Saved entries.
———

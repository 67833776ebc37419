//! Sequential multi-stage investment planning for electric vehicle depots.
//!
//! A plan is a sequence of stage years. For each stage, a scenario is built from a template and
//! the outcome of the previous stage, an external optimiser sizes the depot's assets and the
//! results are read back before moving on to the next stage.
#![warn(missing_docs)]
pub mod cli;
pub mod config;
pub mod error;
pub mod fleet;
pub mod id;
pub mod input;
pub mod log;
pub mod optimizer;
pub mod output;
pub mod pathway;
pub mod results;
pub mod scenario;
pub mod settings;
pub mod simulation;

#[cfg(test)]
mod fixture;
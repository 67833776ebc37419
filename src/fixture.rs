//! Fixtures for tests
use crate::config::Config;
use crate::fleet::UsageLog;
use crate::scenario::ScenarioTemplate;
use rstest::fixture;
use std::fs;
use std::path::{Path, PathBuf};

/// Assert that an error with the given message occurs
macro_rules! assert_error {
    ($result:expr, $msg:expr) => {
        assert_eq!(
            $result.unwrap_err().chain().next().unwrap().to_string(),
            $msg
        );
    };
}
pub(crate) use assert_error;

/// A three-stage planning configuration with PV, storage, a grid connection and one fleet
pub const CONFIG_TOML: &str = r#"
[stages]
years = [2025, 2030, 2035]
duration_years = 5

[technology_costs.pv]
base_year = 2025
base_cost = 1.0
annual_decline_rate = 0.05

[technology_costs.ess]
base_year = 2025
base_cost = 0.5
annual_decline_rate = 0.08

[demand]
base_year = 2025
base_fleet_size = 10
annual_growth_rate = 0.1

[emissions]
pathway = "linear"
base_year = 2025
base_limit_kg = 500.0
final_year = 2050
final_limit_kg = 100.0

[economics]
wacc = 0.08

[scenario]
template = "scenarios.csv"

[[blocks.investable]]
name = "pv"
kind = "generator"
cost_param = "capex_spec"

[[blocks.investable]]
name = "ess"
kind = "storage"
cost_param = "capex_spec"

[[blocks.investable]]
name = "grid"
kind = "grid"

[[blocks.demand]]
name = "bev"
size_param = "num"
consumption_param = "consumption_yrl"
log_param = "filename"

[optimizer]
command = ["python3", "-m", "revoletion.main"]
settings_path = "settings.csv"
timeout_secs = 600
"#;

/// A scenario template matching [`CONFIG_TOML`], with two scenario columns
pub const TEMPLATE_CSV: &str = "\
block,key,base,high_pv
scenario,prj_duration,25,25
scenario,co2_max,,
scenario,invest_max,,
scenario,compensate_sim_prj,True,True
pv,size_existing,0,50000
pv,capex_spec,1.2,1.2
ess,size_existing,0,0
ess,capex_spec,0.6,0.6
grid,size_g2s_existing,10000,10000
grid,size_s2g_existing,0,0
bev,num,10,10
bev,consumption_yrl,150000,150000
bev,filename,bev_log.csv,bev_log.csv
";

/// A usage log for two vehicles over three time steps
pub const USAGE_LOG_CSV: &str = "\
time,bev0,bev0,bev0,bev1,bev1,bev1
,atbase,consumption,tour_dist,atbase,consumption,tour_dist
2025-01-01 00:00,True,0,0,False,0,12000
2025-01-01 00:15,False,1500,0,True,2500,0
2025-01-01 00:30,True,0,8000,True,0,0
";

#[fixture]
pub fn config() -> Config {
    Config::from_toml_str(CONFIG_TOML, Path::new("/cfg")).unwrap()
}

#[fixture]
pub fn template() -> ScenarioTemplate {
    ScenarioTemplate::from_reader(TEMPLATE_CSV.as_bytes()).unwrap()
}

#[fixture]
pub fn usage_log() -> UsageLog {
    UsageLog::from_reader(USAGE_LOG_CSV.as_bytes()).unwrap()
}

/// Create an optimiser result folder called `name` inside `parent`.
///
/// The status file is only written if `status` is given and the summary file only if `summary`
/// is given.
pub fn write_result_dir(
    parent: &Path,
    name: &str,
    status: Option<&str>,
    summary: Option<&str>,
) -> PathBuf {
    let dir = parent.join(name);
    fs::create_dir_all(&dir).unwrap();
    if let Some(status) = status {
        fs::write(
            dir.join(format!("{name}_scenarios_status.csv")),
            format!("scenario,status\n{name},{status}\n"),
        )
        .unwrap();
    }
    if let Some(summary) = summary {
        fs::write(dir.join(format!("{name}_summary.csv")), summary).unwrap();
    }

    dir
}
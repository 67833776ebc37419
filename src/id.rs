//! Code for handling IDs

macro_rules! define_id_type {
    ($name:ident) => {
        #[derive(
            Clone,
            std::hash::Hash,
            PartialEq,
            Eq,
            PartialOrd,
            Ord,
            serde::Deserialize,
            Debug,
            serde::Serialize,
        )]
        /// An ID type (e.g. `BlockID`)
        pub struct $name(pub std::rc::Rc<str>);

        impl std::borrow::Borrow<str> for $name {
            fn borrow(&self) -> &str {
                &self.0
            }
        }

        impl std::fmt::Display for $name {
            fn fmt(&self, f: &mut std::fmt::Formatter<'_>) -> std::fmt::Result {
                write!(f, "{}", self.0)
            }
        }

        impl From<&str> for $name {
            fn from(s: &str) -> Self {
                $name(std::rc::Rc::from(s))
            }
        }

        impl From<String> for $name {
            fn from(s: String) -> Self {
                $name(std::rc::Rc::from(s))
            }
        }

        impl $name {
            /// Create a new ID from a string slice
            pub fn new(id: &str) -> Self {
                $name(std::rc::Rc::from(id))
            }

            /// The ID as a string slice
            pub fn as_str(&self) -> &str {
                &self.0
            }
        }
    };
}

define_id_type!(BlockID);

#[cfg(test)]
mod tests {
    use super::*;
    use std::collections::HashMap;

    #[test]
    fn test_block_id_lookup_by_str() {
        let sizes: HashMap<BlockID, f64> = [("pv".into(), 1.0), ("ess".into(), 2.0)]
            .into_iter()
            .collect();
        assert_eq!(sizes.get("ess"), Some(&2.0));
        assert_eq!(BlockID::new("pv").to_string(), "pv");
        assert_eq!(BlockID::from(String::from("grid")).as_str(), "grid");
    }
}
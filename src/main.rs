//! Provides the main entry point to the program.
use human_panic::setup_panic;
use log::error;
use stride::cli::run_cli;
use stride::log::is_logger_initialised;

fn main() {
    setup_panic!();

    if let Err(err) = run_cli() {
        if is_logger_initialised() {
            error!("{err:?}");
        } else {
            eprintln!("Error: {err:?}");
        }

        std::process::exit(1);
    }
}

———

ABOUT THIS EXERCISE. Quote exactly the first line of the data and every line after it through the one holding "base_cost = 0.5".

ANSWER TO THIS EXERCISE.
repository 67833776ebc37419
//! Sequential multi-stage investment planning for electric vehicle depots.
//!
//! A plan is a sequence of stage years. For each stage, a scenario is built from a template and
//! the outcome of the previous stage, an external optimiser sizes the depot's assets and the
//! results are read back before moving on to the next stage.
#![warn(missing_docs)]
pub mod cli;
pub mod config;
pub mod error;
pub mod fleet;
pub mod id;
pub mod input;
pub mod log;
pub mod optimizer;
pub mod output;
pub mod pathway;
pub mod results;
pub mod scenario;
pub mod settings;
pub mod simulation;

#[cfg(test)]
mod fixture;
repository 67833776ebc37419
filename src/fixture.rs
//! Fixtures for tests
use crate::config::Config;
use crate::fleet::UsageLog;
use crate::scenario::ScenarioTemplate;
use rstest::fixture;
use std::fs;
use std::path::{Path, PathBuf};

/// Assert that an error with the given message occurs
macro_rules! assert_error {
    ($result:expr, $msg:expr) => {
        assert_eq!(
            $result.unwrap_err().chain().next().unwrap().to_string(),
            $msg
        );
    };
}
pub(crate) use assert_error;

/// A three-stage planning configuration with PV, storage, a grid connection and one fleet
pub const CONFIG_TOML: &str = r#"
[stages]
years = [2025, 2030, 2035]
duration_years = 5

[technology_costs.pv]
base_year = 2025
base_cost = 1.0
annual_decline_rate = 0.05

[technology_costs.ess]
base_year = 2025
base_cost = 0.5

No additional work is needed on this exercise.